::: DATASET RECORDS :::

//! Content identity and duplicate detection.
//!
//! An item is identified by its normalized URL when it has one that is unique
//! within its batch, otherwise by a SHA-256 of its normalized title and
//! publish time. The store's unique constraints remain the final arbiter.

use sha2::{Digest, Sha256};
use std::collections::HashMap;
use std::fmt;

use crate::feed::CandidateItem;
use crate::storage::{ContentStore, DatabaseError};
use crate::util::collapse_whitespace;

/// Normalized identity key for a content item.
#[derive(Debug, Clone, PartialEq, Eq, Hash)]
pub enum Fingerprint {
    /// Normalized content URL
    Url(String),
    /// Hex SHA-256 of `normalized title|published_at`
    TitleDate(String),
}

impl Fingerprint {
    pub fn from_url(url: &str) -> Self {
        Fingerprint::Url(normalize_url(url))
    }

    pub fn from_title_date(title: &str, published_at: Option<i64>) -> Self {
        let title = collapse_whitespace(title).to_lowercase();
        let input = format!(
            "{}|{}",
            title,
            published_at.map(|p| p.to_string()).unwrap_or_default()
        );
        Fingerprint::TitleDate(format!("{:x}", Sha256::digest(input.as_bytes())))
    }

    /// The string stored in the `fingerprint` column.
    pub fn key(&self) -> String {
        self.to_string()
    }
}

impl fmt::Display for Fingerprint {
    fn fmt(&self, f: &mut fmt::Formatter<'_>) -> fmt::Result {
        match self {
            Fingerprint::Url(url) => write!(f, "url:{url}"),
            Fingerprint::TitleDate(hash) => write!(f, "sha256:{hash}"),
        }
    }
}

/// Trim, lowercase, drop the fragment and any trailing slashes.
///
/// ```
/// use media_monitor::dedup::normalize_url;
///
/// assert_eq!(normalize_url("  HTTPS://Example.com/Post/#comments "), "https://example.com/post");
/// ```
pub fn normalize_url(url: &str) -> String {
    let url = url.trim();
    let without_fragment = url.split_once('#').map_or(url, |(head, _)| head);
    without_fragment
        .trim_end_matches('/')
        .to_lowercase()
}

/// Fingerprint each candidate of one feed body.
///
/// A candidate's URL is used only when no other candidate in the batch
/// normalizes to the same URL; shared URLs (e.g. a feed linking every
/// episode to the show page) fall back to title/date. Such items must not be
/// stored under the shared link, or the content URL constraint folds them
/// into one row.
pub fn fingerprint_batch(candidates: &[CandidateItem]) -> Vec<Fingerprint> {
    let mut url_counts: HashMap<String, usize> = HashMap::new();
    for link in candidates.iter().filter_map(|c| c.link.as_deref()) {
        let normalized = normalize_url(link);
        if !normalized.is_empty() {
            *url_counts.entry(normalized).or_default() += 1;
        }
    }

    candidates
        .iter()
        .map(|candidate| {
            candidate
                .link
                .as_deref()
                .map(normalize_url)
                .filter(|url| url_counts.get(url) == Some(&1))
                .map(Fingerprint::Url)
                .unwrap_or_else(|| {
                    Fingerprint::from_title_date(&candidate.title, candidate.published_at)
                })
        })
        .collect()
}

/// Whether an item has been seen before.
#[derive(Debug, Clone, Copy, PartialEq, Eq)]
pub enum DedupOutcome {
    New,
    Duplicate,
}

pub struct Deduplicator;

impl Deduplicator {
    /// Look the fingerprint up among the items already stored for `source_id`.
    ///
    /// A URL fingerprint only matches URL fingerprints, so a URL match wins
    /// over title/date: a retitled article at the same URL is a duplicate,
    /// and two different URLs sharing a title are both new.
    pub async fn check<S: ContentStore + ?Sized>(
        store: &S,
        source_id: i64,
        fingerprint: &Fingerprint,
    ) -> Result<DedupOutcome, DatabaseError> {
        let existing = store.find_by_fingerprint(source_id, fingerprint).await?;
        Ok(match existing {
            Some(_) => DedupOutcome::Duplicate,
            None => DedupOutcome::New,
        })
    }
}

:::
::: DATASET RECORDS :::

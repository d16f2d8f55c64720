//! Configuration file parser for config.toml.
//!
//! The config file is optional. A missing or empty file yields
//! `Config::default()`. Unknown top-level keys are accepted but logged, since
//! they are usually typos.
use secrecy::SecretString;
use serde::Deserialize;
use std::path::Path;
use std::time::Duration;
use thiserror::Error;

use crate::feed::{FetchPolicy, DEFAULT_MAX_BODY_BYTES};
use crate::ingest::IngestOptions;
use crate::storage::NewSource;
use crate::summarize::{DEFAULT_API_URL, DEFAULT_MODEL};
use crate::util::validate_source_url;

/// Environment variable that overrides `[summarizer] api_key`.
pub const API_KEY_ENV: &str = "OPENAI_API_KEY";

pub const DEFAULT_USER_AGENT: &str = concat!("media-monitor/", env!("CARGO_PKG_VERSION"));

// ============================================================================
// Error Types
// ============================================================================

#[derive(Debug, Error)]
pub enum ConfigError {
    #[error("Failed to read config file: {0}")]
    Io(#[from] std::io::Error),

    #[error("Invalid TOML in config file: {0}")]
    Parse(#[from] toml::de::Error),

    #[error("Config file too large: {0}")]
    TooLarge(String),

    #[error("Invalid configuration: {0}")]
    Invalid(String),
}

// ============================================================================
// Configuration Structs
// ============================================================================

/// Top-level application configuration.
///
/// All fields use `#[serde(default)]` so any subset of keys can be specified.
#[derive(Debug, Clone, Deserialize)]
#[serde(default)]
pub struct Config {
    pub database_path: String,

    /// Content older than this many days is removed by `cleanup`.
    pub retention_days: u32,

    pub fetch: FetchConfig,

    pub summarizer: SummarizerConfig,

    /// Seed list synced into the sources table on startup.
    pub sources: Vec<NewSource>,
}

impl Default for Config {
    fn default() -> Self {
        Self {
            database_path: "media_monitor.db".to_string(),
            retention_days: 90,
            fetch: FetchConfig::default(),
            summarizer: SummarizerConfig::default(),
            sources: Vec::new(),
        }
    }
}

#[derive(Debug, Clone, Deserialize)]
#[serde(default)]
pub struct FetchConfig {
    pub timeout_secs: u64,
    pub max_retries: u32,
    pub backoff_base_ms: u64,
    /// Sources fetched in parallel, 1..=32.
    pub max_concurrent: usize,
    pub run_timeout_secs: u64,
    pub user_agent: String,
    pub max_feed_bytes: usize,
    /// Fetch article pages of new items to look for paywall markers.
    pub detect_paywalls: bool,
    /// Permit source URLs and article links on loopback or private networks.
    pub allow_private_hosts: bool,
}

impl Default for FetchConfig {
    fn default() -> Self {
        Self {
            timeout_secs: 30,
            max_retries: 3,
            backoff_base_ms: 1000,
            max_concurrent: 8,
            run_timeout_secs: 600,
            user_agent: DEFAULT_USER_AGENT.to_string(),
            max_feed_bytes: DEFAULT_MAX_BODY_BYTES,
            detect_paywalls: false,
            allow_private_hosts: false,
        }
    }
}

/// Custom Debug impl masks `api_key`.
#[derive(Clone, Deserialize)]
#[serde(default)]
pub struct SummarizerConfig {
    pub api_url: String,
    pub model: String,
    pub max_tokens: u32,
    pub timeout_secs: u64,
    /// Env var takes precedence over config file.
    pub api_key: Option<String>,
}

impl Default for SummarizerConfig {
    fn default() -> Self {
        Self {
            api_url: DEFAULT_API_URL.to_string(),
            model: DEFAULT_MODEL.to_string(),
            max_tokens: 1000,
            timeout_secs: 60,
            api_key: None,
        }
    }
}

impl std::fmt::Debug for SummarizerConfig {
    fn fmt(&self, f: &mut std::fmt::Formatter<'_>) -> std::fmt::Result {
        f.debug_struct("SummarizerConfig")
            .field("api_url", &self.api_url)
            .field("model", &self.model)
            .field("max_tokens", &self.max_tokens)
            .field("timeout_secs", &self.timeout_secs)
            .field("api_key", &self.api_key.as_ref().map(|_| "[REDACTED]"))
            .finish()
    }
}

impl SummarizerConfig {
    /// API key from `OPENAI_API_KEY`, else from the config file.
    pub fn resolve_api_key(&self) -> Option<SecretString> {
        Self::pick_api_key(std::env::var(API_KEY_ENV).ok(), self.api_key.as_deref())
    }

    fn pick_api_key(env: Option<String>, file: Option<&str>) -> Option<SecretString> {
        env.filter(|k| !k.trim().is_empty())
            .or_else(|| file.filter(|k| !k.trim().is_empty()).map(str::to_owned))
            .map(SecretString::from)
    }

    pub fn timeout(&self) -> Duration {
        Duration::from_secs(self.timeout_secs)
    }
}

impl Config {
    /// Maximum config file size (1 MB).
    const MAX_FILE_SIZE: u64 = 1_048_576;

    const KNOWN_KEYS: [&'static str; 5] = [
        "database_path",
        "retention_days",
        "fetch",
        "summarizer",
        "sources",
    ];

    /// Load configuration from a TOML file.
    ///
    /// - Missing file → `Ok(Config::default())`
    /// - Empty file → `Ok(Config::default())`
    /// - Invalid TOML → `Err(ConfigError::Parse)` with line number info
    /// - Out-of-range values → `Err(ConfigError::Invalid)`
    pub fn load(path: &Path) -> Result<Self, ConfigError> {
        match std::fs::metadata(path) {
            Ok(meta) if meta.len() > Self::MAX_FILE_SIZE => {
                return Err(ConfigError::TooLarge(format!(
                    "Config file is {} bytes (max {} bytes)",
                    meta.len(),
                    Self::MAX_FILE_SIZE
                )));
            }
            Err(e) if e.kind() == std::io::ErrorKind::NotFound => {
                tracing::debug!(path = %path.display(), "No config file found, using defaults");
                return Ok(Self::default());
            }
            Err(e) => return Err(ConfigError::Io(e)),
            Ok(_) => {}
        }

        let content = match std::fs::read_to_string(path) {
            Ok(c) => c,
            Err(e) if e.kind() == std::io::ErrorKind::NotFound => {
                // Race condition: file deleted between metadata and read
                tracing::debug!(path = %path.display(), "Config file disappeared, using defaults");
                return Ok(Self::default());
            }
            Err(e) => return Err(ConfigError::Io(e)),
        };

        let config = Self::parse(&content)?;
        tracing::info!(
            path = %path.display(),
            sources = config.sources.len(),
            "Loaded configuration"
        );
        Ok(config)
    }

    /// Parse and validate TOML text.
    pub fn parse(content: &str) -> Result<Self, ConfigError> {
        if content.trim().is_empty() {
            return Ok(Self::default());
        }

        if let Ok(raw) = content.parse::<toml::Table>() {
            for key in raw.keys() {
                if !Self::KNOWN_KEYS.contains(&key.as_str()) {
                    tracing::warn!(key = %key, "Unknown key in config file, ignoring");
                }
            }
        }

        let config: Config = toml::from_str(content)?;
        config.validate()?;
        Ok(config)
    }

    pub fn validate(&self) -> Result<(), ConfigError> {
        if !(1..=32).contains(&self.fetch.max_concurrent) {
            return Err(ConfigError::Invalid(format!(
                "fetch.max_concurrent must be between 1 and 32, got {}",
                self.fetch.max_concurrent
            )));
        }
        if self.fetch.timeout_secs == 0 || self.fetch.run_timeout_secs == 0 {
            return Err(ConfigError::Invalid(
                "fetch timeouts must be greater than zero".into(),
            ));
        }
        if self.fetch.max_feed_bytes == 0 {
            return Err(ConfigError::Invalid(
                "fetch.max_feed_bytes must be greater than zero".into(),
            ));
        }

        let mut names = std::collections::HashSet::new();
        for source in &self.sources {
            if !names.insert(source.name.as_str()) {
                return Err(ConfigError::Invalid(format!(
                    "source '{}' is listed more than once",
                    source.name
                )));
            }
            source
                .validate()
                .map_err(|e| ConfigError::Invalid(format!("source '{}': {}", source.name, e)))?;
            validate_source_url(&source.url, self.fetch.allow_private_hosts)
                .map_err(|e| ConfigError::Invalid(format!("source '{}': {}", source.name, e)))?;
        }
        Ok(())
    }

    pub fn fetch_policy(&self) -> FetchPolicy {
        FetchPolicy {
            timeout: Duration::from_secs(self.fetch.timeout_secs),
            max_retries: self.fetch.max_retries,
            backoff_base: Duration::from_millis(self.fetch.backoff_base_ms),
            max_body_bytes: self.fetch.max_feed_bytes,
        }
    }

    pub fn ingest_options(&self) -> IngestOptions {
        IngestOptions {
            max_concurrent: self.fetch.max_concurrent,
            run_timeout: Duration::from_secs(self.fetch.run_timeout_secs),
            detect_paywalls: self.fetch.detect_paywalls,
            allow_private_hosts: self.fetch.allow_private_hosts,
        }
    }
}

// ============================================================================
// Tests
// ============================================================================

:::
::: DATASET RECORDS :::

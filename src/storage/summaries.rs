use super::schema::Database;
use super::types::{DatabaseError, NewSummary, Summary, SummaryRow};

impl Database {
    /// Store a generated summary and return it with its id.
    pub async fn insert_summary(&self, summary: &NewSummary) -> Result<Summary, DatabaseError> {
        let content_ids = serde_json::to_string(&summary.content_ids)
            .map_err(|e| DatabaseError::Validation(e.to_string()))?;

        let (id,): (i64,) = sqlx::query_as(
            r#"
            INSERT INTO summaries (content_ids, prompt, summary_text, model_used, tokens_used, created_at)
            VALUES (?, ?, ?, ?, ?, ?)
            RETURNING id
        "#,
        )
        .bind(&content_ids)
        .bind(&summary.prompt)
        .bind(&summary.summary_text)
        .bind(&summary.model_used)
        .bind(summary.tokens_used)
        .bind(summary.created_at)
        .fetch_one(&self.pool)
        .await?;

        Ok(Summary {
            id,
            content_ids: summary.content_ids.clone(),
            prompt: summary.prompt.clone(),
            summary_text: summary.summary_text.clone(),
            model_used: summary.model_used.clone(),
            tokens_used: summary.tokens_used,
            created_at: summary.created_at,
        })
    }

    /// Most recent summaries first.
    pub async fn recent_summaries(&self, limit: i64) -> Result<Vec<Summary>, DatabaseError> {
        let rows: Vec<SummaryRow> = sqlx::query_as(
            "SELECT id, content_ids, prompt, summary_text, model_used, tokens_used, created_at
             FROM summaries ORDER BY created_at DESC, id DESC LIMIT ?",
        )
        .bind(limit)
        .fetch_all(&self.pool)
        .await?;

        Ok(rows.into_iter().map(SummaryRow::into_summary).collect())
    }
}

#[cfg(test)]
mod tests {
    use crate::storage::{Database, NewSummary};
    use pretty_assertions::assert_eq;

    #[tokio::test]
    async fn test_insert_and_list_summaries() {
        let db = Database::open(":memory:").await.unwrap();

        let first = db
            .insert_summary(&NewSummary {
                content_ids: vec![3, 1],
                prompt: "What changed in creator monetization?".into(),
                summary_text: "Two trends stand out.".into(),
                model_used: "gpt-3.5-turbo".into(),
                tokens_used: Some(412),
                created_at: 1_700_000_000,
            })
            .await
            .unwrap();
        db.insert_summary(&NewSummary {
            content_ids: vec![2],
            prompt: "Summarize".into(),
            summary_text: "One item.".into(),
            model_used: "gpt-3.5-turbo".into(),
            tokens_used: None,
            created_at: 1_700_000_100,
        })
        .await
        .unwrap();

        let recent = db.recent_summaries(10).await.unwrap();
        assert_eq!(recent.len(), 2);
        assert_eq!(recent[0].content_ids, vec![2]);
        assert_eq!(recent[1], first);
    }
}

:::

▸ DIRECTIONS FOR THIS TASK:
Copy down every line of the entries containing the word "input".

▸ TASK OUTPUT:
        let input = format!(
        Fingerprint::TitleDate(format!("{:x}", Sha256::digest(input.as_bytes())))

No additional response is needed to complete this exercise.